Stored data
# # #

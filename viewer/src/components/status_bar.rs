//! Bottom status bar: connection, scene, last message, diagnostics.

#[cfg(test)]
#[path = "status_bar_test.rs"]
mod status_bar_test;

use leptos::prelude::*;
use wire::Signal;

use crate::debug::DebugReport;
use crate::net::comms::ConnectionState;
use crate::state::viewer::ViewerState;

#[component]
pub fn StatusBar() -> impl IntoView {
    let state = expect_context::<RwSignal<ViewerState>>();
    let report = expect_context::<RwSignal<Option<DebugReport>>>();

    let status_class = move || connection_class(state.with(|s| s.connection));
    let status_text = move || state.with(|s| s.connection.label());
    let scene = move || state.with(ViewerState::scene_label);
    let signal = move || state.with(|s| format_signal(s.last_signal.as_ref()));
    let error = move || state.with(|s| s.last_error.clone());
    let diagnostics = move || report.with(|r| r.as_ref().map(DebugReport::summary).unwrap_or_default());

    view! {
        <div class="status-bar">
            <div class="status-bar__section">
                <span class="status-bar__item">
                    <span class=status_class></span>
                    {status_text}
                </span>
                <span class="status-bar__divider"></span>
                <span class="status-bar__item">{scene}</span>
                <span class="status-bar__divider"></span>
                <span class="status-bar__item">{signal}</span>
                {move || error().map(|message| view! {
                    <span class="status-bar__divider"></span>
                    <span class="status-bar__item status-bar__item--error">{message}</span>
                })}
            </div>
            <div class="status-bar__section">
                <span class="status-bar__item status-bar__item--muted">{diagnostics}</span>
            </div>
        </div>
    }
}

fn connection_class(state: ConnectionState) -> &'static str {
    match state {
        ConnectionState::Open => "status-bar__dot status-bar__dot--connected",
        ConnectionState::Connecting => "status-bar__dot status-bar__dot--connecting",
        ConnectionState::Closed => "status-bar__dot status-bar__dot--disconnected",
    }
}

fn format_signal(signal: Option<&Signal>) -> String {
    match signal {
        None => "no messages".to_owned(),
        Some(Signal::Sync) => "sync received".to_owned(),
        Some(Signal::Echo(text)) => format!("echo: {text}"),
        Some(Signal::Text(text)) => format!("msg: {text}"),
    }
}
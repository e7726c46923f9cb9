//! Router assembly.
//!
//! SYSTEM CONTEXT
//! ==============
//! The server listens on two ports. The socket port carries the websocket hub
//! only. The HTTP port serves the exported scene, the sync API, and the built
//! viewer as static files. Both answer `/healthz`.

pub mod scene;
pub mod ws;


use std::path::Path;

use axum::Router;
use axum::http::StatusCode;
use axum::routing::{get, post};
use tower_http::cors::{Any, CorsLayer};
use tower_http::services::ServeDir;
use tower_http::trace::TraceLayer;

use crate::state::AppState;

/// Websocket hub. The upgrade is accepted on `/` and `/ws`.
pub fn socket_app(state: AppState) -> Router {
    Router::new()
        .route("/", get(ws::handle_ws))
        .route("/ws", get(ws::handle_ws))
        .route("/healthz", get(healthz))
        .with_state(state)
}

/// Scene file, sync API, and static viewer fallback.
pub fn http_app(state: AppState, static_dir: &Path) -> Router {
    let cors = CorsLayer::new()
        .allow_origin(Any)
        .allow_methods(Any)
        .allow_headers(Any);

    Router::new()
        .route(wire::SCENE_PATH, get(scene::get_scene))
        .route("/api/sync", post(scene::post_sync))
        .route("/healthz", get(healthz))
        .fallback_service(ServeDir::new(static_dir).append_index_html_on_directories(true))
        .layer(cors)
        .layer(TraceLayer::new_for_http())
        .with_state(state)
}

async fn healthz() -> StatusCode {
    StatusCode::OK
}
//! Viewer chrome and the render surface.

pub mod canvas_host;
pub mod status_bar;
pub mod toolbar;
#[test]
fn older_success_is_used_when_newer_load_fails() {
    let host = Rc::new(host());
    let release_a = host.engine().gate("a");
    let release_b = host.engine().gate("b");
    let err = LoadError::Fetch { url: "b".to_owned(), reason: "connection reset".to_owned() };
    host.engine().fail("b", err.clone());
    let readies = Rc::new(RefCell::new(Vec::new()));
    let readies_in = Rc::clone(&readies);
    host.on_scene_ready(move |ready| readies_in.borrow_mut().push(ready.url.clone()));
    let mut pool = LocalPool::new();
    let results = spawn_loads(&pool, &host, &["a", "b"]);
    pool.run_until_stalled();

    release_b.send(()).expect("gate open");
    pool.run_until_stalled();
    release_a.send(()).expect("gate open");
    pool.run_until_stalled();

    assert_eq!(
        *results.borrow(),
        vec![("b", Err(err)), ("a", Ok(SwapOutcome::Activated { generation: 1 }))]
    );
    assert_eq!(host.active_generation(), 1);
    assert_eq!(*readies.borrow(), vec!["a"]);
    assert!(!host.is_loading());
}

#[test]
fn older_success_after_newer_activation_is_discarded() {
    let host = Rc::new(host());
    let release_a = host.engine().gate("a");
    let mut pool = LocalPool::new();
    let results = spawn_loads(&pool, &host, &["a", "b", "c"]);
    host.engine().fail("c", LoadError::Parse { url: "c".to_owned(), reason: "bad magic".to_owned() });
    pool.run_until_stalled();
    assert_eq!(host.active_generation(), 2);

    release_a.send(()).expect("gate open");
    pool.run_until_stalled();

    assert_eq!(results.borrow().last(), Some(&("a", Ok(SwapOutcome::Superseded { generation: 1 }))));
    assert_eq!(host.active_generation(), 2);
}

# # #

◆ **Exercise**: Could you say how many lines of the entries contain the string "crate"? Only the number should be given.

◆ **Solution to this problem**: 4